**What to produce:**
Please find every line in the records below that contains the word "BarChartSpec", and copy it.

[Opening Given records section]

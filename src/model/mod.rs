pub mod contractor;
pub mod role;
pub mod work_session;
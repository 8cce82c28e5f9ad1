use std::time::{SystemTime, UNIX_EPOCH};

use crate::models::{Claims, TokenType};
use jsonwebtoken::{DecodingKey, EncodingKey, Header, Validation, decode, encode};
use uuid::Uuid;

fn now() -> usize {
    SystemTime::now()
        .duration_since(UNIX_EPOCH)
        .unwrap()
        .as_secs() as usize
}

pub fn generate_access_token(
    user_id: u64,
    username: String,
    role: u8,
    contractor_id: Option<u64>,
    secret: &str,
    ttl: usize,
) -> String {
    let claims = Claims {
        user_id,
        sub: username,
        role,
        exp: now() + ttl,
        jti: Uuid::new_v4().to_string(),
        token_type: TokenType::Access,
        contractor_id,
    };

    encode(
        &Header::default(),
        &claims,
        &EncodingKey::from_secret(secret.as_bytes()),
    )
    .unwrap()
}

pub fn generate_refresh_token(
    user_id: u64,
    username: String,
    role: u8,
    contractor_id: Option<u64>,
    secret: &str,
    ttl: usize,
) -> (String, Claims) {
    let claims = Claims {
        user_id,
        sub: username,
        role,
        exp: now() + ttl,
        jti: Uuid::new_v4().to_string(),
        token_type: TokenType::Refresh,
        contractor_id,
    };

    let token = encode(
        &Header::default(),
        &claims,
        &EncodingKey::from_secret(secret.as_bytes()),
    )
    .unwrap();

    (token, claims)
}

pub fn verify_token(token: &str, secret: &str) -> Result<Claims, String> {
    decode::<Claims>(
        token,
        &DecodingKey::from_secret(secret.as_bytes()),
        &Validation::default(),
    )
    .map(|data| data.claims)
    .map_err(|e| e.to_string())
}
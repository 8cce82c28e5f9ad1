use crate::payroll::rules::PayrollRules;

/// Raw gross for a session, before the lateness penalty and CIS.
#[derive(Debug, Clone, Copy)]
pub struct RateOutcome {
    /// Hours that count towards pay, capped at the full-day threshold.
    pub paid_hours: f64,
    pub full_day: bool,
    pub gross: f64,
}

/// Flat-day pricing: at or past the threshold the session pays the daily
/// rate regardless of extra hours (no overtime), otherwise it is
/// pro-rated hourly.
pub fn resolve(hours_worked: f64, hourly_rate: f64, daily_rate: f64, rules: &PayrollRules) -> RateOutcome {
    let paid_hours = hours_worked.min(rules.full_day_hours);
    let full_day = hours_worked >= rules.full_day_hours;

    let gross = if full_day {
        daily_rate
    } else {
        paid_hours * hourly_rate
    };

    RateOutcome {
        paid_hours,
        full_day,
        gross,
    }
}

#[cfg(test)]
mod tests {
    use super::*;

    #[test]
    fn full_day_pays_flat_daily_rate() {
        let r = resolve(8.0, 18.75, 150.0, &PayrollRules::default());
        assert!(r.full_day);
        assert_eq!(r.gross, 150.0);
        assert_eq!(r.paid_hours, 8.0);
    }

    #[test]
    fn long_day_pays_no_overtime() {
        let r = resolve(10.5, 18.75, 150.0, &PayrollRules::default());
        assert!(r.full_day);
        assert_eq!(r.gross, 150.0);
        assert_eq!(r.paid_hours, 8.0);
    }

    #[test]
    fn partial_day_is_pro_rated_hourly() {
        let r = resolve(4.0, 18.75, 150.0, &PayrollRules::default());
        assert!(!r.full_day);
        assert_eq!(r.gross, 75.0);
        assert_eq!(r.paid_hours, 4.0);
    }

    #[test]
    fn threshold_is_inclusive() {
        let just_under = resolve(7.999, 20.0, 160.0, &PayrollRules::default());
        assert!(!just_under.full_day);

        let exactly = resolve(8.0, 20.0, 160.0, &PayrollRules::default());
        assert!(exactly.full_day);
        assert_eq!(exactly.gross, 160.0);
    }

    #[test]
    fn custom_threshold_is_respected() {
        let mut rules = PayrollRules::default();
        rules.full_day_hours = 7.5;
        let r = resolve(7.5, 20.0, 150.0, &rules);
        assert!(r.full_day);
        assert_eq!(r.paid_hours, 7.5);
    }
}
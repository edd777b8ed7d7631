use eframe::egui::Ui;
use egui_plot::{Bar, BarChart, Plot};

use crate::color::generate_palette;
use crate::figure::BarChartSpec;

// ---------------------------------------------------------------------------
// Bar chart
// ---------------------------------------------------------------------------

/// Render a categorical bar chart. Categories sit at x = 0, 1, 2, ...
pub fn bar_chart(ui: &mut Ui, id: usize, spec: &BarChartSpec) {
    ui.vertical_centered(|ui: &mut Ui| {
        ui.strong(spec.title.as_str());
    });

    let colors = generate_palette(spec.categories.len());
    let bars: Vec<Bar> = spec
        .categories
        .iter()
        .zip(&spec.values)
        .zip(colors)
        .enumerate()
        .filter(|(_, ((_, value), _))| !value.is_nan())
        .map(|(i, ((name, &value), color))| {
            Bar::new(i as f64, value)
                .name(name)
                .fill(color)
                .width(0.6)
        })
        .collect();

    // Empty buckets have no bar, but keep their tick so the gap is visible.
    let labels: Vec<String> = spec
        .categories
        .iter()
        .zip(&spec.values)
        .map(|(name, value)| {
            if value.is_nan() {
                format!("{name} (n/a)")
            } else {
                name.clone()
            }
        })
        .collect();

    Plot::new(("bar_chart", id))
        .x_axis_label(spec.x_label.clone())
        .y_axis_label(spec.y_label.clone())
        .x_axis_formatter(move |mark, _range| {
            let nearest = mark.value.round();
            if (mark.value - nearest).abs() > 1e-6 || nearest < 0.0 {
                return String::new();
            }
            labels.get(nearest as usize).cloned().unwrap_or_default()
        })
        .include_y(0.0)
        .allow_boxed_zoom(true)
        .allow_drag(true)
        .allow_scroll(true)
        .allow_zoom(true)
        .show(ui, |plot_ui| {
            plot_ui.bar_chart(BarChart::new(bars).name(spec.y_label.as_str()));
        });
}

[Closing Given records section]

**Answer space:**
use crate::figure::BarChartSpec;
pub fn bar_chart(ui: &mut Ui, id: usize, spec: &BarChartSpec) {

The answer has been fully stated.